In October 2025, Virgin Media O2 announced it would increase prices for its 15.6 million mobile customers by £2.50 per month starting in spring 2026, up from an initially indicated rise of £1.80. This move has contributed to the customer exodus. Additionally, the business reported a net loss of 138,400 broadband customers in 2025, including another 16,700 in the final quarter.

Financial Performance and Forecast

Annual results showed underlying earnings declined by 0.4% over the year to £3.9 billion, following a 2.4% fall in the final quarter. Excluding the recent deal with business-to-business provider Daisy, earnings grew 0.9% annually but dropped 1.3% in the last three months. Looking ahead, Virgin Media O2 forecasts a sharper decline in underlying earnings of 3% to 5% for 2026, excluding the Daisy acquisition, with underlying total service revenues also expected to fall by 3% to 5%.

The company attributes the reduced sales forecast to heightened promotional intensity, ongoing uncertainty in the consumer fixed market, and planned streamlining of the business-to-business product portfolio. To counterbalance these effects, Virgin Media O2 plans to implement cost-saving measures.

Leadership Perspective and Market Conditions

Lutz Schuler, CEO of Virgin Media O2, stated: "While we expect challenging market conditions to continue in 2026, we are well positioned to seize the right opportunities in each of our business areas – consumer, business-to-business and wholesale – and the foundations we're putting in place today will help to build long-term customer trust and fuel future profitability and cash generation."

Background and Recent Developments

Virgin Media O2 was established in 2021 following a £31 billion mega-merger between Virgin Media, owned by Liberty Global, and O2, the network owned by Spanish competitor Telefonica. In a related development, on Wednesday, Liberty Global, Telefonica, and private equity firm InfraVia collaborated to purchase British alternative fibre company Substantial Group for £2 billion.

The consortium stated that this joint venture deal will bolster its position in competition against BT's Openreach, the UK's largest fibre broadband company and network operator. Substantial, which operates fibre network Netomnia, is projected to have over 3.4 million fibre premises and more than 500,000 customers by the time the deal concludes.

Competition Concerns

Nexfibre – the joint venture between Liberty Global, Telefonica, and InfraVia – is acquiring Substantial in a transaction designed to extend its footprint to eight million properties nationwide by the close of 2027. However, competitors have already flagged possible competition issues surrounding the transaction.

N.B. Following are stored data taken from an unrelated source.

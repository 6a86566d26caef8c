//! Integration tests for tenant routing
//!
//! Drive the full application (tenant router, dispatch, both route tables)
//! against a real SQLite directory in a temporary data directory.

use axum::{
    body::Body,
    http::{Request, StatusCode},
    response::Response,
    Router,
};
use orderup_tenancy_api::{build_app, routes::AppState, tenant_router::RouterConfig};
use orderup_tenancy_core::{Branding, NewTenant};
use orderup_tenancy_storage::{PartitionLayout, SqliteTenantDirectory, TenantDirectory};
use serde_json::{json, Value};
use std::sync::Arc;
use tempfile::TempDir;
use tower::ServiceExt;

// =============================================================================
// Test Helper Functions
// =============================================================================

struct TestApp {
    _dir: TempDir,
    app: Router,
    directory: Arc<SqliteTenantDirectory>,
    layout: PartitionLayout,
}

fn setup() -> TestApp {
    setup_with(RouterConfig::default())
}

fn setup_with(config: RouterConfig) -> TestApp {
    let dir = TempDir::new().unwrap();
    let layout = PartitionLayout::new(dir.path());
    let directory = Arc::new(SqliteTenantDirectory::new(
        layout.directory_path(),
        "localhost",
    ));
    directory.initialize().unwrap();

    for (schema, name, color, font) in [
        ("pizza", "Pizza Lover", "#e63946", "Roboto"),
        ("sushi", "Sushi Master", "#2a9d8f", "Lato"),
    ] {
        directory
            .register(
                NewTenant::new(schema, name, format!("{}.localhost", schema)).with_branding(
                    Branding {
                        primary_color: color.to_string(),
                        font_family: font.to_string(),
                        logo_url: Some(format!("https://img.icons8.com/color/96/{}.png", schema)),
                    },
                ),
            )
            .unwrap();
        layout.provision(schema).unwrap();
    }

    let state = AppState {
        directory: directory.clone(),
        layout: layout.clone(),
    };

    TestApp {
        _dir: dir,
        app: build_app(state, config),
        directory,
        layout,
    }
}

async fn send(app: &Router, path: &str, headers: &[(&str, &str)]) -> Response {
    let mut builder = Request::builder().uri(path);
    for (name, value) in headers {
        builder = builder.header(*name, *value);
    }
    app.clone()
        .oneshot(builder.body(Body::empty()).unwrap())
        .await
        .unwrap()
}

async fn body_string(response: Response) -> String {
    let body = axum::body::to_bytes(response.into_body(), usize::MAX)
        .await
        .unwrap();
    String::from_utf8(body.to_vec()).unwrap()
}

async fn body_json(response: Response) -> Value {
    serde_json::from_str(&body_string(response).await).unwrap()
}

// =============================================================================
// Landing pages
// =============================================================================

#[tokio::test]
async fn test_explicit_header_selects_tenant() {
    let t = setup();
    let response = send(&t.app, "/", &[("X-Tenant-Subdomain", "pizza")]).await;

    assert_eq!(response.status(), StatusCode::OK);
    assert_eq!(body_string(response).await, "<h1>Welcome to Pizza Lover</h1>");
}

#[tokio::test]
async fn test_host_header_selects_tenant() {
    let t = setup();
    let response = send(&t.app, "/", &[("X-Tenant-Host", "sushi.localhost")]).await;

    assert_eq!(response.status(), StatusCode::OK);
    assert_eq!(body_string(response).await, "<h1>Welcome to Sushi Master</h1>");
}

#[tokio::test]
async fn test_host_header_with_port() {
    let t = setup();
    let response = send(&t.app, "/", &[("X-Tenant-Host", "sushi.localhost:3000")]).await;

    assert_eq!(body_string(response).await, "<h1>Welcome to Sushi Master</h1>");
}

#[tokio::test]
async fn test_bare_base_host_serves_public_landing() {
    let t = setup();
    let response = send(&t.app, "/", &[("X-Tenant-Host", "localhost")]).await;

    assert_eq!(response.status(), StatusCode::OK);
    assert_eq!(
        body_string(response).await,
        "<h1>Welcome to OrderUp Platform</h1>"
    );
}

#[tokio::test]
async fn test_no_headers_serves_public_landing() {
    let t = setup();
    let response = send(&t.app, "/", &[]).await;

    assert_eq!(
        body_string(response).await,
        "<h1>Welcome to OrderUp Platform</h1>"
    );
}

#[tokio::test]
async fn test_unknown_tenant_falls_back_without_error() {
    let t = setup();
    let response = send(&t.app, "/", &[("X-Tenant-Subdomain", "nonexistent")]).await;

    assert_eq!(response.status(), StatusCode::OK);
    assert_eq!(
        body_string(response).await,
        "<h1>Welcome to OrderUp Platform</h1>"
    );
}

#[tokio::test]
async fn test_blank_header_uses_host() {
    let t = setup();
    let response = send(
        &t.app,
        "/",
        &[("X-Tenant-Subdomain", ""), ("X-Tenant-Host", "pizza.localhost")],
    )
    .await;

    assert_eq!(body_string(response).await, "<h1>Welcome to Pizza Lover</h1>");
}

#[tokio::test]
async fn test_explicit_header_wins_over_host() {
    let t = setup();
    let response = send(
        &t.app,
        "/",
        &[
            ("X-Tenant-Subdomain", "pizza"),
            ("X-Tenant-Host", "sushi.localhost"),
        ],
    )
    .await;

    assert_eq!(body_string(response).await, "<h1>Welcome to Pizza Lover</h1>");
}

#[tokio::test]
async fn test_reserved_identifiers_serve_public() {
    let t = setup();
    for value in ["public", "www", "localhost"] {
        let response = send(&t.app, "/", &[("X-Tenant-Subdomain", value)]).await;
        assert_eq!(
            body_string(response).await,
            "<h1>Welcome to OrderUp Platform</h1>",
            "identifier {}",
            value
        );
    }
}

// =============================================================================
// Tenant metadata and route tables
// =============================================================================

#[tokio::test]
async fn test_tenant_branding() {
    let t = setup();
    let response = send(&t.app, "/api/tenant/", &[("X-Tenant-Host", "pizza.localhost")]).await;

    assert_eq!(response.status(), StatusCode::OK);
    let json = body_json(response).await;
    assert_eq!(json["name"], "Pizza Lover");
    assert_eq!(json["schema_name"], "pizza");
    assert_eq!(json["primary_color"], "#e63946");
    assert_eq!(json["font_family"], "Roboto");
    assert_eq!(json["logo_url"], "https://img.icons8.com/color/96/pizza.png");
}

#[tokio::test]
async fn test_public_branding_uses_defaults() {
    let t = setup();
    let response = send(&t.app, "/api/tenant", &[]).await;

    assert_eq!(response.status(), StatusCode::OK);
    let json = body_json(response).await;
    assert_eq!(json["name"], "Public Tenant");
    assert_eq!(json["schema_name"], "public");
    assert_eq!(json["primary_color"], "#000000");
    assert_eq!(json["font_family"], "Inter");
    assert!(json["logo_url"].is_null());
}

#[tokio::test]
async fn test_public_only_route_is_absent_for_tenants() {
    let t = setup();

    let public = send(&t.app, "/api/tenants", &[]).await;
    assert_eq!(public.status(), StatusCode::OK);
    let json = body_json(public).await;
    assert_eq!(json["tenants"].as_array().unwrap().len(), 3);

    let tenant = send(&t.app, "/api/tenants", &[("X-Tenant-Subdomain", "pizza")]).await;
    assert_eq!(tenant.status(), StatusCode::NOT_FOUND);
    let json = body_json(tenant).await;
    assert!(json["error"].as_str().unwrap().contains("tenant namespace"));
    assert!(json["request_id"].is_string());
}

#[tokio::test]
async fn test_tenant_only_route_is_absent_for_public() {
    let t = setup();
    let response = send(&t.app, "/api/partition", &[]).await;
    assert_eq!(response.status(), StatusCode::NOT_FOUND);
}

#[tokio::test]
async fn test_partition_reports_its_own_owner() {
    let t = setup();
    for schema in ["pizza", "sushi"] {
        let response = send(&t.app, "/api/partition", &[("X-Tenant-Subdomain", schema)]).await;
        assert_eq!(response.status(), StatusCode::OK);

        let json = body_json(response).await;
        assert_eq!(json["schema_name"], schema);
        assert_eq!(json["owner"], schema);
    }
}

#[tokio::test]
async fn test_response_carries_request_id() {
    let t = setup();
    let response = send(&t.app, "/", &[("X-Tenant-Subdomain", "pizza")]).await;

    let header = response.headers().get("x-request-id").unwrap();
    assert!(uuid::Uuid::parse_str(header.to_str().unwrap()).is_ok());
}

#[tokio::test]
async fn test_health_bypasses_routing() {
    let t = setup();
    let response = send(&t.app, "/health", &[("X-Tenant-Subdomain", "pizza")]).await;

    assert_eq!(response.status(), StatusCode::OK);
    assert!(response.headers().get("x-request-id").is_none());
    assert_eq!(body_string(response).await, "OK");
}

#[tokio::test]
async fn test_health_trailing_slash() {
    let t = setup();
    let response = send(&t.app, "/health/", &[("X-Tenant-Host", "sushi.localhost")]).await;

    assert_eq!(response.status(), StatusCode::OK);
    assert_eq!(body_string(response).await, "OK");
}

// =============================================================================
// Registration
// =============================================================================

async fn post_tenant(app: &Router, body: Value) -> Response {
    app.clone()
        .oneshot(
            Request::builder()
                .method("POST")
                .uri("/api/tenants")
                .header("content-type", "application/json")
                .body(Body::from(body.to_string()))
                .unwrap(),
        )
        .await
        .unwrap()
}

#[tokio::test]
async fn test_register_then_route() {
    let t = setup();
    let response = post_tenant(
        &t.app,
        json!({
            "schema_name": "tacos",
            "name": "Taco Town",
            "domain": "tacos.localhost",
            "primary_color": "#f4a261"
        }),
    )
    .await;
    assert_eq!(response.status(), StatusCode::CREATED);

    let json = body_json(response).await;
    assert_eq!(json["schema_name"], "tacos");
    assert_eq!(json["font_family"], "Inter");
    assert!(t.layout.partition_path("tacos").exists());

    let response = send(&t.app, "/", &[("X-Tenant-Host", "tacos.localhost")]).await;
    assert_eq!(body_string(response).await, "<h1>Welcome to Taco Town</h1>");
}

#[tokio::test]
async fn test_register_duplicate_conflicts() {
    let t = setup();
    let response = post_tenant(
        &t.app,
        json!({"schema_name": "pizza", "name": "Pizza Again", "domain": "pizza2.localhost"}),
    )
    .await;
    assert_eq!(response.status(), StatusCode::CONFLICT);
}

#[tokio::test]
async fn test_register_reserved_is_bad_request() {
    let t = setup();
    for schema in ["public", "www", "localhost", "Bad Name"] {
        let response = post_tenant(
            &t.app,
            json!({"schema_name": schema, "name": "Nope", "domain": "nope.localhost"}),
        )
        .await;
        assert_eq!(response.status(), StatusCode::BAD_REQUEST, "schema {}", schema);
    }
}

#[tokio::test]
async fn test_base_host_label_cannot_be_registered() {
    let t = setup();
    let response = post_tenant(
        &t.app,
        json!({"schema_name": "localhost", "name": "Shadow", "domain": "localhost"}),
    )
    .await;
    assert_eq!(response.status(), StatusCode::BAD_REQUEST);
    assert!(!t.layout.partition_path("localhost").exists());
    assert!(t.directory.lookup("localhost").unwrap_err().is_not_found());
}

#[tokio::test]
async fn test_register_is_public_only() {
    let t = setup();
    let response = t
        .app
        .clone()
        .oneshot(
            Request::builder()
                .method("POST")
                .uri("/api/tenants")
                .header("X-Tenant-Subdomain", "pizza")
                .header("content-type", "application/json")
                .body(Body::from(
                    json!({"schema_name": "tacos", "name": "Taco Town", "domain": "tacos.localhost"})
                        .to_string(),
                ))
                .unwrap(),
        )
        .await
        .unwrap();

    assert_eq!(response.status(), StatusCode::NOT_FOUND);
    assert!(t.directory.lookup("tacos").unwrap_err().is_not_found());
}

#[tokio::test]
async fn test_removed_tenant_falls_back() {
    let t = setup();
    t.directory.remove("sushi").unwrap();

    let response = send(&t.app, "/", &[("X-Tenant-Host", "sushi.localhost")]).await;
    assert_eq!(response.status(), StatusCode::OK);
    assert_eq!(
        body_string(response).await,
        "<h1>Welcome to OrderUp Platform</h1>"
    );
}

Simon Holden, chief executive of CityFibre, commented: "There is an 80% overlap between these two players and, if the deal goes ahead, it would significantly reduce competition and the choice available to consumers, as well as force hundreds of thousands of Netomnia customers back to Virgin Media O2."

He added: "Given the scale of this overlap, the CMA must thoroughly examine the deal. Competition has driven lower prices, faster speeds and better services – and this deal risks re-establishing an ineffective duopoly of BT and VMO2 and undermining the significant progress the UK has made."